Research Article: Development and Evaluation of a Genome-Wide 6K SNP Array for Diploid Sweet Cherry and Tetraploid Sour Cherry

Date Published: December 20, 2012

Publisher: Public Library of Science

Author(s): Cameron Peace, Nahla Bassil, Dorrie Main, Stephen Ficklin, Umesh R. Rosyara, Travis Stegmeir, Audrey Sebolt, Barbara Gilmore, Cindy Lawley, Todd C. Mockler, Douglas W. Bryant, Larry Wilhelm, Amy Iezzoni, Rongling Wu. http://doi.org/10.1371/journal.pone.0048305

Abstract

High-throughput genome scans are important tools for genetic studies and breeding applications.

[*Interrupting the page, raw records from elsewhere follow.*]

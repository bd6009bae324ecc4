//! Rotation Policies
//!
//! Pure decisions over a staging file's observed size and age. Size-based
//! rotation only changes when data is written, so the per-batch check is
//! enough; anything time-based also needs a timer.

use crate::spool::clock::Timestamp;
use crate::spool::config::{ConfigError, RotationStrategy};
use crate::spool::staging_file::{StagingError, StagingFile};
use std::time::Duration;

#[derive(Debug, Clone, Copy, PartialEq, Eq)]
pub enum RotationPolicy {
    /// Rotate once `size >= threshold`
    Size { threshold: u64 },
    /// Rotate a non-empty file once `age >= threshold`
    Time { threshold: Duration },
    /// Rotate when either sub-policy would
    Hybrid { size: u64, time: Duration },
}

impl RotationPolicy {
    pub fn size(threshold: u64) -> Result<Self, ConfigError> {
        if threshold == 0 {
            return Err(ConfigError::Invalid(
                "size_rotate must be positive for size based rotation".to_string(),
            ));
        }
        Ok(RotationPolicy::Size { threshold })
    }

    pub fn time(threshold: Duration) -> Result<Self, ConfigError> {
        if threshold.is_zero() {
            return Err(ConfigError::Invalid(
                "time_rotate must be positive for time based rotation".to_string(),
            ));
        }
        Ok(RotationPolicy::Time { threshold })
    }

    pub fn hybrid(size: u64, time: Duration) -> Result<Self, ConfigError> {
        Self::size(size)?;
        Self::time(time)?;
        Ok(RotationPolicy::Hybrid { size, time })
    }

    pub fn from_config(
        strategy: RotationStrategy,
        size: u64,
        time: Duration,
    ) -> Result<Self, ConfigError> {
        match strategy {
            RotationStrategy::Size => Self::size(size),
            RotationStrategy::Time => Self::time(time),
            RotationStrategy::SizeAndTime => Self::hybrid(size, time),
        }
    }

    pub fn should_rotate(&self, size: u64, age: Duration) -> bool {
        match *self {
            RotationPolicy::Size { threshold } => size >= threshold,
            RotationPolicy::Time { threshold } => size > 0 && age >= threshold,
            RotationPolicy::Hybrid { size: s, time: t } => {
                RotationPolicy::Size { threshold: s }.should_rotate(size, age)
                    || RotationPolicy::Time { threshold: t }.should_rotate(size, age)
            }
        }
    }

    /// Observe `file` at `now` and decide
    pub fn check(&self, file: &mut StagingFile, now: Timestamp) -> Result<bool, StagingError> {
        let size = file.size()?;
        Ok(self.should_rotate(size, now.saturating_sub(file.created_at())))
    }

    pub fn needs_periodic_check(&self) -> bool {
        !matches!(self, RotationPolicy::Size { .. })
    }

    pub fn name(&self) -> &'static str {
        match self {
            RotationPolicy::Size { .. } => "size",
            RotationPolicy::Time { .. } => "time",
            RotationPolicy::Hybrid { .. } => "size_and_time",
        }
    }
}

#[cfg(test)]
mod tests {
    use super::*;
    use crate::spool::config::Encoding;
    use tempfile::TempDir;

    const MINUTE: Duration = Duration::from_secs(60);

    #[test]
    fn test_size_boundary_is_inclusive() {
        for threshold in [1u64, 7, 1024, 30 * 1024 * 1024] {
            let policy = RotationPolicy::size(threshold).unwrap();
            assert!(!policy.should_rotate(threshold - 1, Duration::ZERO));
            assert!(policy.should_rotate(threshold, Duration::ZERO));
            assert!(policy.should_rotate(threshold + 1, Duration::ZERO));
        }
    }

    #[test]
    fn test_size_scenario_1024() {
        let policy = RotationPolicy::size(1024).unwrap();
        assert!(policy.should_rotate(1025, Duration::ZERO));
        assert!(!policy.should_rotate(1000, Duration::ZERO));
    }

    #[test]
    fn test_time_never_rotates_empty_file() {
        let policy = RotationPolicy::time(MINUTE).unwrap();
        assert!(!policy.should_rotate(0, Duration::from_secs(365 * 24 * 3600)));
        assert!(!policy.should_rotate(10, MINUTE - Duration::from_millis(1)));
        assert!(policy.should_rotate(10, MINUTE));
    }

    #[test]
    fn test_hybrid_is_or_of_both() {
        let hybrid = RotationPolicy::hybrid(100, MINUTE).unwrap();
        let size = RotationPolicy::size(100).unwrap();
        let time = RotationPolicy::time(MINUTE).unwrap();

        for bytes in [0u64, 1, 99, 100, 500] {
            for age in [Duration::ZERO, MINUTE / 2, MINUTE, MINUTE * 2] {
                assert_eq!(
                    hybrid.should_rotate(bytes, age),
                    size.should_rotate(bytes, age) || time.should_rotate(bytes, age),
                    "bytes={} age={:?}",
                    bytes,
                    age
                );
            }
        }
    }

    #[test]
    fn test_periodic_check_requirement() {
        assert!(!RotationPolicy::size(1).unwrap().needs_periodic_check());
        assert!(RotationPolicy::time(MINUTE).unwrap().needs_periodic_check());
        assert!(RotationPolicy::hybrid(1, MINUTE).unwrap().needs_periodic_check());
    }

    #[test]
    fn test_zero_thresholds_rejected() {
        assert!(RotationPolicy::size(0).is_err());
        assert!(RotationPolicy::time(Duration::ZERO).is_err());
        assert!(RotationPolicy::hybrid(0, MINUTE).is_err());
        assert!(RotationPolicy::hybrid(10, Duration::ZERO).is_err());
    }

    #[test]
    fn test_from_config() {
        let policy = RotationPolicy::from_config(RotationStrategy::Size, 10, Duration::ZERO).unwrap();
        assert_eq!(policy, RotationPolicy::Size { threshold: 10 });

        let policy = RotationPolicy::from_config(RotationStrategy::Time, 0, MINUTE).unwrap();
        assert_eq!(policy, RotationPolicy::Time { threshold: MINUTE });

        assert!(RotationPolicy::from_config(RotationStrategy::SizeAndTime, 0, MINUTE).is_err());
    }

    #[test]
    fn test_check_observes_file() {
        let root = TempDir::new().unwrap();
        let created = Timestamp::from_millis(1_000_000);
        let mut file = StagingFile::create(root.path(), "k", 0, Encoding::None, created).unwrap();
        let policy = RotationPolicy::hybrid(1024, MINUTE).unwrap();

        file.write(&[0u8; 1000]).unwrap();
        assert!(!policy.check(&mut file, created).unwrap());
        assert!(policy.check(&mut file, created + MINUTE).unwrap());

        file.write(&[0u8; 25]).unwrap();
        assert!(policy.check(&mut file, created).unwrap());
    }
}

Here, a 6K SNP array for use with the Illumina Infinium® system was developed for diploid sweet cherry (Prunus avium) and allotetraploid sour cherry (P. cerasus). This effort was led by RosBREED, a community initiative to enable marker-assisted breeding for rosaceous crops. Next-generation sequencing in diverse breeding germplasm provided 25 billion basepairs (Gb) of cherry DNA sequence from which were identified genome-wide SNPs for sweet cherry and for the two sour cherry subgenomes derived from sweet cherry (avium subgenome) and P. fruticosa (fruticosa subgenome). Anchoring to the peach genome sequence, recently released by the International Peach Genome Initiative, predicted relative physical locations of the 1.9 million putative SNPs detected, preliminarily filtered to 368,943 SNPs. Further filtering was guided by results of a 144-SNP subset examined with the Illumina GoldenGate® assay on 160 accessions. A 6K Infinium® II array was designed with SNPs evenly spaced genetically across the sweet and sour cherry genomes. SNPs were developed for each sour cherry subgenome by using minor allele frequency in the sour cherry detection panel to enrich for subgenome-specific SNPs followed by targeting to either subgenome according to alleles observed in sweet cherry. The array was evaluated using panels of sweet (n = 269) and sour (n = 330) cherry breeding germplasm. Approximately one third of array SNPs were informative for each crop. A total of 1825 polymorphic SNPs were verified in sweet cherry, 13% of these originally developed for sour cherry. Allele dosage was resolved for 2058 polymorphic SNPs in sour cherry, one third of these being originally developed for sweet cherry. This publicly available genomics resource represents a significant advance in cherry genome-scanning capability that will accelerate marker-locus-trait association discovery, genome structure investigation, and genetic diversity assessment in this diploid-tetraploid crop group.

Partial Text

Within Prunus (Rosaceae), two cherry species, sweet (P. avium) and sour cherry (P. cerasus), are highly valued for their excellent quality fruit. These two species represent a natural diploid-tetraploid series with the tetraploid sour cherry (2n = 4x = 32) arising through natural hybridization between sweet cherry (2n = 2x = 16) and the wild tetraploid ground cherry (P. fruticosa) [1], [2]. In cherry, linkage maps constructed for the genetically less complex sweet cherry are primarily based on simple sequence repeat (SSR) markers [3], [4], [5], [6]. The application of these linkage maps for other studies such as quantitative trait locus (QTL) discovery is limited by the low-throughput and, in many cases, low density and low levels of polymorphism in cultivated sweet cherry germplasm for the SSR markers.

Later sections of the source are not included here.